COMPLETELY DIFFERENT EXPERIENCE!
she went in happily, whilst other kids were thrashing and wailing she was waiting in her chair for circle time to start.

She just needed to be a bit older so she could understand I was always coming back and she was somewhere safe and fun till I did.

She was diagnosed autistic by the time she was in Y2 of infant school (the experts at nursery didn’t spot it…)

i think SOME children benefit from that early social experience but some need longer to be ready and for it to be positive and enriching.

We live in a society where the role of a mother is both under intense scrutiny and we get blamed for anything amiss but also undervalued. Our society benefits from early separation of mothers and children, because then they (theoretically) are able to work and pay tax and we are all socialised into thinking organised childcare is somehow far superior to staying with a parent and getting one to one support.

somehow choosing to be a SAHM is seen as less than and inferior to putting children in paid childcare.

you could try a few weeks to see how she takes to it but be prepared if it’s going badly and you want to stop to have the world and his wife telling you that you didn’t give it long enough.

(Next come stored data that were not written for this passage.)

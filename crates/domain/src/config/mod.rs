//! Configuration module for the controller.
//!
//! - `root`: main configuration and CLI overrides
//! - `sdn`: SDN client connection settings and bootstrap credentials
//! - `cluster`: cluster CIDR, subnet sizing, enterprise/domain naming
//! - `logging`: logging settings
//! - `errors`: configuration errors

pub mod cluster;
pub mod errors;
pub mod logging;
pub mod root;
pub mod sdn;

pub use cluster::ClusterConfig;
pub use errors::ConfigError;
pub use logging::LoggingConfig;
pub use root::{CliOverrides, Config};
pub use sdn::{CspCredentials, SdnConfig};
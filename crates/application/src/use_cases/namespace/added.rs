//! Namespace "Added" event handling (§4.4.1).

use std::sync::Arc;

use tracing::{info, instrument, warn};
use zonectl_domain::{ControllerError, ControllerState, ManagedZone};

use crate::ports::SdnClient;
use crate::use_cases::acl;

pub struct NamespaceAddedUseCase {
    sdn: Arc<dyn SdnClient>,
    subnet_length: u8,
}

impl NamespaceAddedUseCase {
    pub fn new(sdn: Arc<dyn SdnClient>, subnet_length: u8) -> Self {
        Self { sdn, subnet_length }
    }

    #[instrument(skip(self, state), fields(namespace = %name))]
    pub async fn execute(
        &self,
        state: &mut ControllerState,
        name: &str,
    ) -> Result<(), ControllerError> {
        if state.is_tracked(name) {
            return self.reconcile_already_tracked(state, name).await;
        }
        self.create_new_zone(state, name).await
    }

    async fn create_new_zone(
        &self,
        state: &mut ControllerState,
        name: &str,
    ) -> Result<(), ControllerError> {
        let domain_id = state.domain_id.clone();
        let zone_id = self.sdn.create_or_get_zone(&domain_id, name).await?;

        // pool.alloc wants a CIDR mask, subnet_length is host bits (§4.4.1).
        let block = state.pool.alloc(32 - self.subnet_length)?;
        let subnet_name = format!("{name}-0");
        let subnet_id = match self
            .sdn
            .create_or_get_subnet(&zone_id, &subnet_name, block)
            .await
        {
            Ok(id) => id,
            Err(err) => {
                state.pool.free(block)?;
                return Err(err);
            }
        };

        let mut zone = ManagedZone::new(zone_id.clone());
        zone.subnets.push(zonectl_domain::ZoneSubnet {
            subnet_id,
            block,
        });
        state.zones.insert(name.to_string(), zone);

        if name == "default" {
            acl::create_default_zone_acls(&self.sdn, state, name).await?;
        } else {
            acl::create_specific_zone_acls(&self.sdn, state, name).await?;
        }

        info!(namespace = %name, zone_id = %zone_id, "zone created");
        Ok(())
    }

    /// Restart reconciliation: the namespace was already tracked in a
    /// previous process, replaying "Added" must rediscover the existing
    /// zone on the SDN and recreate its ACL entries idempotently.
    async fn reconcile_already_tracked(
        &self,
        state: &mut ControllerState,
        name: &str,
    ) -> Result<(), ControllerError> {
        let domain_id = state.domain_id.clone();
        match self.sdn.find_zone_by_name(&domain_id, name).await? {
            Some(zone_id) => {
                if name == "default" {
                    acl::create_default_zone_acls(&self.sdn, state, name).await?;
                } else {
                    acl::create_specific_zone_acls(&self.sdn, state, name).await?;
                }
                warn!(namespace = %name, zone_id = %zone_id, "namespace already tracked, ACLs re-applied idempotently");
                Ok(())
            }
            None => Err(ControllerError::NotFound(format!(
                "zone for namespace {name} not found on restart reconciliation"
            ))),
        }
    }
}

#[cfg(test)]
mod tests {
    use super::*;
    use crate::testing::FakeSdnClient;
    use zonectl_domain::Ipv4Subnet;

    fn state() -> ControllerState {
        let cidr: Ipv4Subnet = "10.128.0.0/14".parse().unwrap();
        ControllerState::new("ent-1", "dom-1", "tmpl-in", "tmpl-eg", cidr)
    }

    #[tokio::test]
    async fn added_namespace_allocates_subnet_and_registers_zone() {
        let sdn = Arc::new(FakeSdnClient::new());
        let use_case = NamespaceAddedUseCase::new(sdn.clone(), 8);
        let mut state = state();

        use_case.execute(&mut state, "alpha").await.unwrap();

        let zone = state.zone("alpha").unwrap();
        assert_eq!(zone.subnets.len(), 1);
        assert_eq!(zone.subnets[0].block.to_string(), "10.128.0.0/24");
        assert!(zone.ingress_acl_entry_id.is_some());
        assert!(zone.egress_acl_entry_id.is_some());
    }

    #[tokio::test]
    async fn replaying_added_twice_is_idempotent() {
        let sdn = Arc::new(FakeSdnClient::new());
        let use_case = NamespaceAddedUseCase::new(sdn.clone(), 8);
        let mut state = state();

        use_case.execute(&mut state, "alpha").await.unwrap();
        let zone_count_before = sdn.zone_count();
        let acl_count_before = sdn.acl_entry_count();

        use_case.execute(&mut state, "alpha").await.unwrap();

        assert_eq!(sdn.zone_count(), zone_count_before);
        assert_eq!(sdn.acl_entry_count(), acl_count_before);
    }

    #[tokio::test]
    async fn default_namespace_gets_priority_one_entries() {
        let sdn = Arc::new(FakeSdnClient::new());
        let use_case = NamespaceAddedUseCase::new(sdn.clone(), 8);
        let mut state = state();

        use_case.execute(&mut state, "default").await.unwrap();

        let zone = state.zone("default").unwrap();
        let ingress_id = zone.ingress_acl_entry_id.clone().unwrap();
        let priority = sdn.acl_entry_priority(&ingress_id).unwrap();
        assert_eq!(priority, 1);
    }

    #[tokio::test]
    async fn specific_zone_gets_sequential_priorities_from_offset() {
        let sdn = Arc::new(FakeSdnClient::new());
        let use_case = NamespaceAddedUseCase::new(sdn.clone(), 8);
        let mut state = state();

        use_case.execute(&mut state, "alpha").await.unwrap();

        let zone = state.zone("alpha").unwrap();
        let ingress_priority = sdn
            .acl_entry_priority(zone.ingress_acl_entry_id.as_ref().unwrap())
            .unwrap();
        let egress_priority = sdn
            .acl_entry_priority(zone.egress_acl_entry_id.as_ref().unwrap())
            .unwrap();
        assert_eq!(ingress_priority, 300);
        assert_eq!(egress_priority, 301);
    }
}
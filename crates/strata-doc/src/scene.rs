//! YAML scene descriptions.
//!
//! A scene declares a document and its stack so that documents can be
//! built from files by tools and tests:
//!
//! ```yaml
//! width: 64
//! height: 48
//! precision: u8          # u8 | u16 | f16 | f32
//! model: rgb             # rgb | gray | indexed
//! config:
//!   background: [1.0, 1.0, 1.0]
//! layers:                # top first
//!   - name: ink
//!     size: [16, 16]
//!     offset: [8, 8]
//!     alpha: true
//!     fill: [1.0, 0.0, 0.0, 1.0]
//!     mode: multiply
//!     mask: 0.5
//!   - name: background
//!     fill: [1.0, 1.0, 1.0]
//! channels:
//!   - name: highlight
//!     fill: 1.0
//!     color: [0.0, 0.0, 1.0]
//!     opacity: 0.25
//! selection:
//!   - rect: [0, 0, 8, 8]
//!     value: [1.0]
//! ```
//!
//! Layer `size` defaults to the document size. `paint` lists rectangles
//! (layer coordinates) filled after `fill`.

use std::path::Path;

use serde::Deserialize;
use strata_core::{ColorModel, FormatDescriptor, Precision, Rect};
use strata_ops::BlendMode;
use tracing::debug;

use crate::config::EngineConfig;
use crate::document::Document;
use crate::error::{DocError, DocResult};
use crate::layer::LayerId;

/// A rectangle fill.
#[derive(Debug, Clone, PartialEq)]
pub struct RectFill {
    pub rect: Rect,
    pub value: Vec<f32>,
}

#[derive(Debug, Clone, PartialEq)]
pub struct LayerSpec {
    pub name: String,
    pub format: FormatDescriptor,
    pub size: Option<(u32, u32)>,
    pub offset: (i32, i32),
    pub fill: Option<Vec<f32>>,
    pub paint: Vec<RectFill>,
    pub opacity: f32,
    pub mode: BlendMode,
    pub visible: bool,
    pub mask: Option<f32>,
    pub apply_mask: bool,
    pub show_mask: bool,
    pub preserve_transparency: bool,
    pub floating: bool,
}

#[derive(Debug, Clone, PartialEq)]
pub struct ChannelSpec {
    pub name: String,
    pub fill: f32,
    pub paint: Vec<RectFill>,
    pub color: [f32; 3],
    pub opacity: f32,
    pub show_masked: bool,
    pub visible: bool,
}

/// A parsed scene description.
#[derive(Debug, Clone, PartialEq)]
pub struct Scene {
    pub width: u32,
    pub height: u32,
    pub format: FormatDescriptor,
    pub config: EngineConfig,
    pub colormap: Vec<[f32; 3]>,
    /// Top first.
    pub layers: Vec<LayerSpec>,
    /// Top first.
    pub channels: Vec<ChannelSpec>,
    pub selection: Vec<RectFill>,
}

impl Scene {
    /// Loads a scene file.
    pub fn from_file(path: impl AsRef<Path>) -> DocResult<Self> {
        let content = std::fs::read_to_string(path.as_ref())?;
        Self::from_yaml_str(&content)
    }

    /// Parses a scene from YAML.
    pub fn from_yaml_str(yaml: &str) -> DocResult<Self> {
        let raw: RawScene = serde_yaml::from_str(yaml)?;
        Self::from_raw(raw)
    }

    fn from_raw(raw: RawScene) -> DocResult<Self> {
        let precision: Precision = parse_or(raw.precision.as_deref(), Precision::U8)?;
        let model: ColorModel = parse_or(raw.model.as_deref(), ColorModel::Rgb)?;
        let config = raw.config.unwrap_or_default().validate()?;

        let layers = raw
            .layers
            .unwrap_or_default()
            .into_iter()
            .map(|l| Self::parse_layer(l, precision, model))
            .collect::<DocResult<Vec<_>>>()?;
        let channels = raw
            .channels
            .unwrap_or_default()
            .into_iter()
            .map(Self::parse_channel)
            .collect::<DocResult<Vec<_>>>()?;
        let selection = raw
            .selection
            .unwrap_or_default()
            .into_iter()
            .map(parse_fill)
            .collect::<DocResult<Vec<_>>>()?;

        Ok(Self {
            width: raw.width,
            height: raw.height,
            format: FormatDescriptor::new(precision, model, false),
            config,
            colormap: raw.colormap.unwrap_or_default(),
            layers,
            channels,
            selection,
        })
    }

    fn parse_layer(raw: RawLayer, precision: Precision, model: ColorModel) -> DocResult<LayerSpec> {
        let precision = parse_or(raw.precision.as_deref(), precision)?;
        let model = parse_or(raw.model.as_deref(), model)?;
        let has_alpha = raw.alpha.unwrap_or(false);
        let mode = match raw.mode.as_deref() {
            Some(s) => s.parse::<BlendMode>()?,
            None => BlendMode::Normal,
        };
        let opacity = raw.opacity.unwrap_or(1.0);
        if !(0.0..=1.0).contains(&opacity) {
            return Err(DocError::Scene(format!("layer '{}': opacity {opacity} outside [0, 1]", raw.name)));
        }
        Ok(LayerSpec {
            format: FormatDescriptor::new(precision, model, has_alpha),
            size: raw.size.map(|[w, h]| (w, h)),
            offset: raw.offset.map_or((0, 0), |[x, y]| (x, y)),
            fill: raw.fill,
            paint: raw.paint.unwrap_or_default().into_iter().map(parse_fill).collect::<DocResult<_>>()?,
            opacity,
            mode,
            visible: raw.visible.unwrap_or(true),
            mask: raw.mask,
            apply_mask: raw.apply_mask.unwrap_or(true),
            show_mask: raw.show_mask.unwrap_or(false),
            preserve_transparency: raw.preserve_transparency.unwrap_or(false),
            floating: raw.floating.unwrap_or(false),
            name: raw.name,
        })
    }

    fn parse_channel(raw: RawChannel) -> DocResult<ChannelSpec> {
        Ok(ChannelSpec {
            fill: raw.fill.unwrap_or(0.0),
            paint: raw.paint.unwrap_or_default().into_iter().map(parse_fill).collect::<DocResult<_>>()?,
            color: raw.color.unwrap_or([0.0, 0.0, 0.0]),
            opacity: raw.opacity.unwrap_or(0.5),
            show_masked: raw.show_masked.unwrap_or(false),
            visible: raw.visible.unwrap_or(true),
            name: raw.name,
        })
    }

    /// Builds the document. Layer ids are assigned in file order.
    pub fn build(&self) -> DocResult<Document> {
        let mut doc = Document::new(self.width, self.height, self.format)?.with_config(self.config.clone());
        doc.set_colormap(self.colormap.clone());

        let mut ids: Vec<LayerId> = Vec::with_capacity(self.layers.len());
        for entry in &self.layers {
            let (w, h) = entry.size.unwrap_or((self.width, self.height));
            let mut layer = doc
                .new_layer(entry.name.clone(), entry.format, w, h)?
                .with_offset(entry.offset.0, entry.offset.1)
                .with_opacity(entry.opacity)
                .with_mode(entry.mode)
                .with_visible(entry.visible)
                .with_preserve_transparency(entry.preserve_transparency)
                .with_floating(entry.floating);
            if let Some(fill) = &entry.fill {
                layer = layer.filled(fill).map_err(|e| scene_error(&entry.name, e))?;
            }
            for p in &entry.paint {
                layer
                    .buffer_mut()
                    .fill_rect(p.rect, &p.value)
                    .map_err(|e| scene_error(&entry.name, e))?;
            }
            ids.push(layer.id());
            doc.add_layer(layer, Some(ids.len() - 1))?;
        }
        for (entry, id) in self.layers.iter().zip(&ids) {
            let Some(value) = entry.mask else { continue };
            let mask = doc.new_layer_mask(*id, value)?;
            doc.add_layer_mask(*id, mask)?;
            doc.set_mask_apply(*id, entry.apply_mask)?;
            doc.set_mask_show(*id, entry.show_mask)?;
        }

        for (i, entry) in self.channels.iter().enumerate() {
            let mut channel = doc
                .new_channel(entry.name.clone())
                .filled(entry.fill)
                .with_color(entry.color, entry.opacity)
                .with_show_masked(entry.show_masked)
                .with_visible(entry.visible);
            for p in &entry.paint {
                channel
                    .buffer_mut()
                    .fill_rect(p.rect, &p.value)
                    .map_err(|e| scene_error(&entry.name, e))?;
            }
            doc.add_channel(channel, Some(i))?;
        }

        for p in &self.selection {
            doc.update_selection(|s| s.fill_rect(p.rect, &p.value))
                .map_err(|e| scene_error("selection", e))?;
        }
        if let Some(top) = ids.first() {
            doc.set_active_layer(*top)?;
        }
        doc.take_diagnostics();
        debug!(doc = %doc.id(), layers = ids.len(), channels = self.channels.len(), "scene built");
        Ok(doc)
    }
}

fn scene_error(what: &str, err: strata_core::Error) -> DocError {
    DocError::Scene(format!("{what}: {err}"))
}

fn parse_or<T>(value: Option<&str>, default: T) -> DocResult<T>
where
    T: std::str::FromStr<Err = strata_core::Error>,
{
    match value {
        Some(s) => Ok(s.parse()?),
        None => Ok(default),
    }
}

fn parse_fill(raw: RawFill) -> DocResult<RectFill> {
    let [x, y, w, h] = raw.rect;
    if w < 0 || h < 0 {
        return Err(DocError::Scene(format!("negative rect size {w}x{h}")));
    }
    Ok(RectFill {
        rect: Rect::new(x, y, w as u32, h as u32),
        value: raw.value,
    })
}

#[derive(Debug, Deserialize)]
#[serde(deny_unknown_fields)]
struct RawScene {
    width: u32,
    height: u32,
    precision: Option<String>,
    model: Option<String>,
    config: Option<EngineConfig>,
    colormap: Option<Vec<[f32; 3]>>,
    layers: Option<Vec<RawLayer>>,
    channels: Option<Vec<RawChannel>>,
    selection: Option<Vec<RawFill>>,
}

#[derive(Debug, Deserialize)]
#[serde(deny_unknown_fields)]
struct RawLayer {
    name: String,
    precision: Option<String>,
    model: Option<String>,
    alpha: Option<bool>,
    size: Option<[u32; 2]>,
    offset: Option<[i32; 2]>,
    fill: Option<Vec<f32>>,
    paint: Option<Vec<RawFill>>,
    opacity: Option<f32>,
    mode: Option<String>,
    visible: Option<bool>,
    mask: Option<f32>,
    apply_mask: Option<bool>,
    show_mask: Option<bool>,
    preserve_transparency: Option<bool>,
    floating: Option<bool>,
}

#[derive(Debug, Deserialize)]
#[serde(deny_unknown_fields)]
struct RawChannel {
    name: String,
    fill: Option<f32>,
    paint: Option<Vec<RawFill>>,
    color: Option<[f32; 3]>,
    opacity: Option<f32>,
    show_masked: Option<bool>,
    visible: Option<bool>,
}

#[derive(Debug, Deserialize)]
#[serde(deny_unknown_fields)]
struct RawFill {
    rect: [i32; 4],
    value: Vec<f32>,
}

#[cfg(test)]
mod tests {
    use super::*;
    use std::io::Write;

    const SCENE: &str = r#"
width: 8
height: 8
precision: f32
layers:
  - name: top
    size: [4, 4]
    offset: [2, 2]
    alpha: true
    fill: [1.0, 0.0, 0.0, 1.0]
    mode: screen
    mask: 0.5
  - name: bottom
    fill: [0.0, 0.0, 1.0]
channels:
  - name: c
    paint:
      - rect: [0, 0, 2, 2]
        value: [1.0]
selection:
  - rect: [1, 1, 1, 1]
    value: [1.0]
"#;

    #[test]
    fn test_parse_scene() {
        let scene = Scene::from_yaml_str(SCENE).unwrap();
        assert_eq!(scene.format, FormatDescriptor::rgb(Precision::F32));
        assert_eq!(scene.layers.len(), 2);
        assert_eq!(scene.layers[0].mode, BlendMode::Screen);
        assert_eq!(scene.layers[0].format, FormatDescriptor::rgba(Precision::F32));
        assert_eq!(scene.layers[1].size, None);
        assert_eq!(scene.channels[0].paint[0].rect, Rect::new(0, 0, 2, 2));
    }

    #[test]
    fn test_build_keeps_order() {
        let doc = Scene::from_yaml_str(SCENE).unwrap().build().unwrap();
        let names: Vec<&str> = doc.layers().iter().map(|l| l.name.as_str()).collect();
        assert_eq!(names, ["top", "bottom"]);
        let top = &doc.layers()[0];
        assert_eq!(top.offset(), (2, 2));
        assert_eq!(top.mask().map(|m| m.buffer().pixel(0, 0)[0]), Some(0.5));
        assert_eq!(doc.active_layer(), Some(top.id()));
        assert_eq!(doc.channels()[0].buffer().pixel(1, 1), &[1.0]);
        assert!(doc.has_selection());
        assert!(doc.diagnostics().is_empty());
    }

    #[test]
    fn test_rejects_bad_input() {
        assert!(Scene::from_yaml_str("width: 4\nheight: 4\nmodel: cmyk\n").is_err());
        assert!(Scene::from_yaml_str("width: 4\nheight: 4\nbogus: 1\n").is_err());
        let bad_mode = "width: 4\nheight: 4\nlayers:\n  - name: a\n    mode: dissolve\n";
        assert!(Scene::from_yaml_str(bad_mode).is_err());
        let bad_fill = "width: 4\nheight: 4\nlayers:\n  - name: a\n    fill: [1.0]\n";
        assert!(matches!(
            Scene::from_yaml_str(bad_fill).unwrap().build(),
            Err(DocError::Scene(_))
        ));
    }

    #[test]
    fn test_from_file() {
        let mut file = tempfile::NamedTempFile::new().unwrap();
        file.write_all(SCENE.as_bytes()).unwrap();
        let scene = Scene::from_file(file.path()).unwrap();
        assert_eq!((scene.width, scene.height), (8, 8));
    }
}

I removed my child from nursery because I’m her mum and I know her better anyone else and I knew it was not doing her any good at that point. I also knew she was ready at 3 and happily sent her off to have some fun whilst I got a cup of tea in peace 😂

Felixe · 29/06/2022 11:16

I agree. Is there a chance there is maybe some post natal anxiety or just general anxiety around leaving her?
So much support around to help you both move on with the next step in your lives and reach all the milestones you can. Seize those opportunities and look after yourself.
They call this the golden 5 years as it’s the time that matters the most for development. This is why they want support for her now and not to wait and waste those golden months of development without what could be really brilliant support.
If she was to go in half days then you would still have the afternoons to take her to groups and do your own thing.
They don’t think you’re a bad mum, they are just very experienced with children of this age and these problems and know what works and what hinders.

cestlavielife · 29/06/2022 11:16

You are helping her develop at home
And that is great
But when you have a child with sen
You need to take all the help being offered
Because they dont just pick it up naturally.
And nursery will help with settling in etc

It is so important for you and dd you dont burn out
Intriduce now to other setttings where you get a break
You cannot do it all

When do you get time off?
When do you go out for exercise or well being without her?
Does hercdad have her the whole day while you get r and r?
With SEN child this becomess so important you only need look to see parents burning out with older SEN children...take this early offer of support.

You want to be mum to her not educator and therapist 24/7

Try nursery for a few months

she wont get used to new environments otherwise we sometimes have to nudge our sen kids and accept help and respite

strawberrycustard · 29/06/2022 11:17

Crumpetloveliness · 29/06/2022 11:13

@strawberrycustard apologies I’ve read your messages but not rtft, has your DD had her hearing assessed recently? Some of the symptoms you’re mentioning may indicate it’s worth a new assessment.

She had a hearing test at hospital when she was born but nothing since - maybe I should ask the hv , I think her hearing is ok as she reacts to loud noises but doesn’t follow instructions or respond to her name but I felt like she either doesn’t understand some things or is just in her own world

OP posts:
Cornettoninja · 29/06/2022 11:17

@Cornettoninja well what would you call it?

Accessing services/professional support? ‘Palming off’ suggests ignoring which is the exact opposite of what the OP’s HV is trying to do.

It’s an offer not a legal obligation.